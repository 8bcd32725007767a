#![deny(
    unsafe_code,
    missing_docs,
    dead_code,
    unused_results,
    non_snake_case,
    unreachable_pub
)]

//! Core contracts shared across the Fog Tactics engine.
//!
//! Adapters and the turn controller submit [`Command`] values describing
//! desired mutations, the world executes those commands via its `apply` entry
//! point, and then reports [`Event`] values describing what changed. Systems
//! read immutable views ([`UnitView`], [`OccupancyView`], [`FogView`]) and
//! respond exclusively with new command batches.

mod config;

use std::fmt;

use serde::{Deserialize, Serialize};
use thiserror::Error;

pub use config::{ConfigError, GameConfig};

/// Canonical banner emitted when the experience boots.
pub const WELCOME_BANNER: &str = "Welcome to Fog Tactics.";

/// Upper bound of a unit's health pool.
pub const MAX_HEALTH: u32 = 100;

/// Upper bound of a unit's mana pool.
pub const MAX_MANA: u32 = 50;

/// Experience required to fill the experience bar.
pub const MAX_EXPERIENCE: u32 = 100;

/// Commands that express all permissible world mutations.
#[derive(Clone, Debug, PartialEq)]
pub enum Command {
    /// Configures the world's tile grid, discarding every unit.
    ConfigureGrid {
        /// Number of tile columns laid out in the grid.
        columns: u32,
        /// Number of tile rows laid out in the grid.
        rows: u32,
        /// Length of each square tile measured in world units.
        tile_length: f32,
    },
    /// Updates the ranges enforced by the world.
    ConfigureRules {
        /// Manhattan radius revealed around each player unit.
        fog_radius: u32,
        /// Maximum Manhattan distance a player unit may move per round.
        move_range: u32,
        /// Maximum Manhattan distance between an attacking player unit and its target.
        attack_range: u32,
    },
    /// Requests that a new unit enter the grid.
    SpawnUnit {
        /// Side the unit fights for.
        faction: Faction,
        /// Tile the unit should occupy.
        cell: GridCoord,
        /// Attribute record assigned to the unit.
        attributes: Attributes,
    },
    /// Relocates a player unit to a tile within its movement range.
    MoveUnit {
        /// Unit being moved.
        unit: UnitId,
        /// Destination tile.
        to: GridCoord,
    },
    /// Advances an enemy unit by a single tile.
    StepUnit {
        /// Unit attempting to step.
        unit: UnitId,
        /// Direction of travel.
        direction: Direction,
    },
    /// Applies fixed damage from one unit to an opposing unit.
    Attack {
        /// Unit performing the attack.
        attacker: UnitId,
        /// Unit receiving the damage.
        target: UnitId,
        /// Amount of health removed from the target.
        damage: u32,
    },
    /// Spends a player unit's action on something that does not touch the grid.
    EndAction {
        /// Unit whose action is consumed.
        unit: UnitId,
        /// Action being recorded. Only [`ActionKind::Special`] and
        /// [`ActionKind::Hold`] are accepted.
        action: ActionKind,
    },
    /// Starts a new round, restoring every player unit's flags.
    AdvanceRound,
}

++++

_Task requirements_
Copy, exactly and only, the lines above that begin with the one containing "Adapters and the" and finish with the one containing "use std::fmt;".

_Result_
//! Adapters and the turn controller submit [`Command`] values describing
//! desired mutations, the world executes those commands via its `apply` entry
//! point, and then reports [`Event`] values describing what changed. Systems
//! read immutable views ([`UnitView`], [`OccupancyView`], [`FogView`]) and
//! respond exclusively with new command batches.

mod config;

use std::fmt;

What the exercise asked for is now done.